* EXERCISE BRIEF *
Your answer is one number, how many lines in the entries include "return".

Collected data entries
·····

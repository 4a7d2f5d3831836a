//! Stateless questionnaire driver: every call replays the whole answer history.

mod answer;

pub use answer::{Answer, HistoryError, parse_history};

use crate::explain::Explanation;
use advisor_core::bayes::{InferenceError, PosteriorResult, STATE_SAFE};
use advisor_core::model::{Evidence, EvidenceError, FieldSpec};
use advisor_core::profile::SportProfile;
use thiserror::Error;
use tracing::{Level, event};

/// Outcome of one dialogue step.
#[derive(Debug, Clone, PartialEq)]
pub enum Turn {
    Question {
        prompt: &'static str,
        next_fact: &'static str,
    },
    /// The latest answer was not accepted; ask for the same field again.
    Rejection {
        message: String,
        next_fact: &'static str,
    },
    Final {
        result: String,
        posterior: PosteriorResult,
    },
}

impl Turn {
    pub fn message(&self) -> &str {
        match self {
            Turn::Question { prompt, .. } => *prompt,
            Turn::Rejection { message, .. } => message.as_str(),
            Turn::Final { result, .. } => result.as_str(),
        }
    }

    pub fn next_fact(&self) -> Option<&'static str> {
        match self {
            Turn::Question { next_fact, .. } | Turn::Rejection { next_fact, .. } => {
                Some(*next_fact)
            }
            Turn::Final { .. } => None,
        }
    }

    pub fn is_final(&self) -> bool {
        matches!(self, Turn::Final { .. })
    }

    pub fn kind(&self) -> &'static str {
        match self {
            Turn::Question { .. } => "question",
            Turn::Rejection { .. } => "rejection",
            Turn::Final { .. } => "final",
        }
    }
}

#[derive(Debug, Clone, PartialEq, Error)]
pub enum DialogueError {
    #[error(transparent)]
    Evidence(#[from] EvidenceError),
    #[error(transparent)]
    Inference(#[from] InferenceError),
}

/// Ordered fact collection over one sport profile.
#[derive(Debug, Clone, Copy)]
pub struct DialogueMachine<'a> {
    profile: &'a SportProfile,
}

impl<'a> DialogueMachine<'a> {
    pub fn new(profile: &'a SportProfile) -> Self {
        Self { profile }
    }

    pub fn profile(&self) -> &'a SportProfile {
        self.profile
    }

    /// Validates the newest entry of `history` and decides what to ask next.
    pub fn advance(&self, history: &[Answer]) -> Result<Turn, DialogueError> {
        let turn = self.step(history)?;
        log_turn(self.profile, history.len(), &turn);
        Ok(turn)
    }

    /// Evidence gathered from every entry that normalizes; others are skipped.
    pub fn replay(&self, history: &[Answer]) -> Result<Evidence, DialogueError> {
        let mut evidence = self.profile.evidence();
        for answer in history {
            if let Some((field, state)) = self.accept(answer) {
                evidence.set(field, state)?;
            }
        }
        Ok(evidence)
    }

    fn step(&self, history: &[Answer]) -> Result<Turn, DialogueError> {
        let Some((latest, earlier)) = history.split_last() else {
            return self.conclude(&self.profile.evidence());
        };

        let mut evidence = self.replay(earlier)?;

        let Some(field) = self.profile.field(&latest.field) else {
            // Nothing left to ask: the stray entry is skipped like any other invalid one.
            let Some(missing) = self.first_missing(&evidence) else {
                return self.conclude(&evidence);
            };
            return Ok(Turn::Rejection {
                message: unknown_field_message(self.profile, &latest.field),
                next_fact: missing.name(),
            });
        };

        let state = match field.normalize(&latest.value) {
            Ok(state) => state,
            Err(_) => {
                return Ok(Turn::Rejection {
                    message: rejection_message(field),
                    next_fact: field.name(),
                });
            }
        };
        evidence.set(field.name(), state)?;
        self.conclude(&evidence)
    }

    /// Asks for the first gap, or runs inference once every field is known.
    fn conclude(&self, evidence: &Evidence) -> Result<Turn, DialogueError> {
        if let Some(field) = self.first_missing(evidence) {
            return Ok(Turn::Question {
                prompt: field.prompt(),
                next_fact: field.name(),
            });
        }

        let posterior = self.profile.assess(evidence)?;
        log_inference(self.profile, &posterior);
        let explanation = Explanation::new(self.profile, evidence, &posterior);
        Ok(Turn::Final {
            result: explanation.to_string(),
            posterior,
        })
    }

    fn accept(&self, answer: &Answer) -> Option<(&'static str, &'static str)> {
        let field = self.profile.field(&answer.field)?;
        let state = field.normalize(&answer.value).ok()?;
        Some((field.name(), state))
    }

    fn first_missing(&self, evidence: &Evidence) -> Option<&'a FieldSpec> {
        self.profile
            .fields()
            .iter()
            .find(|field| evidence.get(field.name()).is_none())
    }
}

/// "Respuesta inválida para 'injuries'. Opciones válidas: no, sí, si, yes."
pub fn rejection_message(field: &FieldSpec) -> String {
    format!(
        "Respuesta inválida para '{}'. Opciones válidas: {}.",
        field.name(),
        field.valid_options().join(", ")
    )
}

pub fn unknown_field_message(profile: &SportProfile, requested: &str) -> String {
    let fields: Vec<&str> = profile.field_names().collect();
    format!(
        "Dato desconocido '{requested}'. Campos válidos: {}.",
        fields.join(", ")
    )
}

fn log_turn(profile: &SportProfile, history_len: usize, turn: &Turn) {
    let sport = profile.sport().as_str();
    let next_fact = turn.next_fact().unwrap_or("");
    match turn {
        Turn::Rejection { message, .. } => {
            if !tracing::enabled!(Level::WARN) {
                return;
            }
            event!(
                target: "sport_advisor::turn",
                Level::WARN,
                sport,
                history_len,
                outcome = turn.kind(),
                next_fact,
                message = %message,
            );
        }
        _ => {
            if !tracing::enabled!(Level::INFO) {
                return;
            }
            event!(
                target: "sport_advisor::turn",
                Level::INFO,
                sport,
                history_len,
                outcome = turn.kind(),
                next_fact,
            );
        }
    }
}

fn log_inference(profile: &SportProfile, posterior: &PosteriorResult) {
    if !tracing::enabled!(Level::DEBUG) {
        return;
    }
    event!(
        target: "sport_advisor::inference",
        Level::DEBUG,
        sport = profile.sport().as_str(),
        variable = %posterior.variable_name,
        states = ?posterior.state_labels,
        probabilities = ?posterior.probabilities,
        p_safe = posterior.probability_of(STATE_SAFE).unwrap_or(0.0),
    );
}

·····

* RESULT FOR THIS TASK *
8